Reputation: 1611
I have the following data:
Name <- c("Sam", "Sarah", "Jim", "Fred", "James", "Sally", "Andrew", "John", "Mairin", "Kate", "Sasha", "Ray", "Ed")
Age <- c(22,12,31,35,58,82,17,34,12,24,44,67,43)
Group <- c("A", "B", "B", "B", "B", "C", "C", "D", "D", "D", "D", "D", "D")
data <- data.frame(Name, Age, Group)
And I'd like to use dplyr to
(1) group the data by "Group" (2) show the min and max Age within each Group (3) show the Name of the person with the min and max ages
The following code does this:
data %>% group_by(Group) %>%
summarize(minAge = min(Age), minAgeName = Name[which(Age == min(Age))],
maxAge = max(Age), maxAgeName = Name[which(Age == max(Age))])
Which works well:
Group minAge minAgeName maxAge maxAgeName
1 A 22 Sam 22 Sam
2 B 12 Sarah 58 James
3 C 17 Andrew 82 Sally
4 D 12 Mairin 67 Ray
However, I have a problem if there are multiple min or max values:
Name <- c("Sam", "Sarah", "Jim", "Fred", "James", "Sally", "Andrew", "John", "Mairin", "Kate", "Sasha", "Ray", "Ed")

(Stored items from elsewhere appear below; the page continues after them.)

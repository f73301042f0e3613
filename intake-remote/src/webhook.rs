use std::time::Duration;

use async_trait::async_trait;
use intake_core::{TransportError, WebhookSink};
use serde_json::Value;
use tracing::{debug, warn};
use url::Url;

use crate::config::{RemoteConfigError, WebhookConfig};

/// Posts the submission payload as JSON. No retries.
pub struct HttpWebhook {
    client: reqwest::Client,
    url: Url,
}

impl HttpWebhook {
    pub fn new(config: &WebhookConfig) -> Result<Self, RemoteConfigError> {
        let url = config.validated_url()?;
        let client = reqwest::Client::builder()
            .timeout(Duration::from_secs(config.timeout_secs))
            .build()?;
        Ok(Self { client, url })
    }

    pub fn url(&self) -> &Url {
        &self.url
    }
}

#[async_trait]
impl WebhookSink for HttpWebhook {
    async fn deliver(&self, payload: &Value) -> Result<(), TransportError> {
        let response = self
            .client
            .post(self.url.clone())
            .json(payload)
            .send()
            .await
            .map_err(|e| TransportError::Request(e.to_string()))?;

        let status = response.status();
        if !status.is_success() {
            let body = response.text().await.unwrap_or_default();
            warn!(url = %self.url, status = status.as_u16(), "webhook rejected payload");
            return Err(TransportError::Status {
                status: status.as_u16(),
                body,
            });
        }

        debug!(url = %self.url, status = status.as_u16(), "webhook accepted payload");
        Ok(())
    }
}
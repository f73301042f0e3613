use std::path::Path;

use anyhow::{Context, Result};
use intake_core::store::StoreConfig;
use intake_remote::{StorageConfig, WebhookConfig};
use serde::Deserialize;
use tracing::debug;

pub const DEFAULT_CONFIG_FILE: &str = "intake.toml";
pub const STORAGE_KEY_ENV: &str = "INTAKE_STORAGE_KEY";
pub const WEBHOOK_URL_ENV: &str = "INTAKE_WEBHOOK_URL";

/// Contents of `intake.toml`. Every section is optional.
#[derive(Debug, Clone, Default, PartialEq, Eq, Deserialize)]
#[serde(default)]
pub struct AppConfig {
    pub storage: StorageConfig,
    pub webhook: WebhookConfig,
    pub snapshot: StoreConfig,
}

impl AppConfig {
    pub fn parse(raw: &str) -> Result<Self> {
        Ok(toml::from_str(raw)?)
    }

    /// Reads `path`, or returns the defaults when the file does not exist.
    /// Environment overrides are applied either way.
    pub fn load(path: &Path) -> Result<Self> {
        let mut config = if path.exists() {
            let raw = std::fs::read_to_string(path)
                .with_context(|| format!("Failed to read config: {}", path.display()))?;
            Self::parse(&raw)
                .with_context(|| format!("Failed to parse config: {}", path.display()))?
        } else {
            debug!(path = %path.display(), "no config file, using defaults");
            Self::default()
        };
        config.apply_overrides(|name| std::env::var(name).ok());
        Ok(config)
    }

    /// Replaces secrets and endpoints from the environment. `lookup` is
    /// `std::env::var` outside of tests.
    pub fn apply_overrides<F>(
        &mut self,
        lookup: F,
    ) where
        F: Fn(&str) -> Option<String>,
    {
        if let Some(key) = lookup(STORAGE_KEY_ENV).filter(|v| !v.is_empty()) {
            self.storage.anon_key = key;
        }
        if let Some(url) = lookup(WEBHOOK_URL_ENV).filter(|v| !v.is_empty()) {
            self.webhook.url = url;
        }
    }
}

Age <- c(22,31,31,35,58,82,17,34,12,24,44,67,43)
Group <- c("A", "B", "B", "B", "B", "C", "C", "D", "D", "D", "D", "D", "D")

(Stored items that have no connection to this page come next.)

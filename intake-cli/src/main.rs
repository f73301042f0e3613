use std::io;

use clap::Parser;
use tracing::debug;

use intake_cli::cli::{Cli, Commands};
use intake_cli::commands::{execute, open_session, write_template};
use intake_cli::config::AppConfig;
use intake_cli::logging::{LogOptions, init_logging};

// ─── entry point ─────────────────────────────────────────────────────────────

#[tokio::main]
async fn main() -> anyhow::Result<()> {
    let cli = Cli::parse();

    init_logging(&LogOptions {
        level: cli.log_level.as_deref(),
        quiet: cli.quiet,
        file: cli.log_file.as_deref(),
    })?;

    // The template needs neither configuration nor a saved form.
    if let Commands::Template { path } = &cli.command {
        write_template(path)?;
        println!("Wrote {}", path.display());
        return Ok(());
    }

    let config = AppConfig::load(&cli.config)?;
    debug!(backend = %config.snapshot.backend, "configuration loaded");

    let mut session = open_session(&config.snapshot).await?;
    execute(&cli.command, &config, &mut session, &mut io::stdout().lock()).await
}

data <- data.frame(Name, Age, Group)
> data %>% group_by(Group) %>%
+ summarize(minAge = min(Age), minAgeName = Name[which(Age == min(Age))],
+ maxAge = max(Age), maxAgeName = Name[which(Age == max(Age))])
Error: expecting a single value
I'm looking for two solutions:
(1) where it doesn't matter which min or max name is shown, just that one is shown (i.e., the first value found) (2) where if there are "ties" all minimum values and maximum values are shown
Please let me know if this isn't clear and thanks in advance!
Upvotes: 28
Views: 80606
Reputation: 66819
Here are some data.table
approaches, the first one borrowed from @akrun:
setDT(data)
# show one, wide format
data[,c(min=.SD[which.min(Age)],max=.SD[which.max(Age)]),by=Group]
# Group min.Name min.Age max.Name max.Age
# 1: A Sam 22 Sam 22
# 2: B Sarah 31 James 58
# 3: C Andrew 17 Sally 82
# 4: D Mairin 12 Ray 67
# show all, long format
data[,{
mina=min(Age)
maxa=max(Age)
rbind(
data.table(minmax="min",Age=mina,Name=Name[which(Age==mina)]),
data.table(minmax="max",Age=maxa,Name=Name[which(Age==maxa)])
)},by=Group]
# Group minmax Age Name
# 1: A min 22 Sam
# 2: A max 22 Sam
# 3: B min 31 Sarah
# 4: B min 31 Jim
# 5: B max 58 James
# 6: C min 17 Andrew
# 7: C max 82 Sally
# 8: D min 12 Mairin
# 9: D max 67 Ray
I think the long format is the best, since it allows you to filter with minmax
, but the code is tortured and inefficient.
Here are some arguably less good ways:
# show all, wide format (with a list column)
data[,{
mina=min(Age)
maxa=max(Age)
list(
minAge=mina,
maxAge=maxa,
minNames=list(Name[Age==mina]),
maxNames=list(Name[Age==maxa]))
},by=Group]
# Group minAge maxAge minNames maxNames
# 1: A 22 22 Sam Sam
# 2: B 31 58 Sarah,Jim James
# 3: C 17 82 Andrew Sally
# 4: D 12 67 Mairin Ray
# show all, wide format (with a string column)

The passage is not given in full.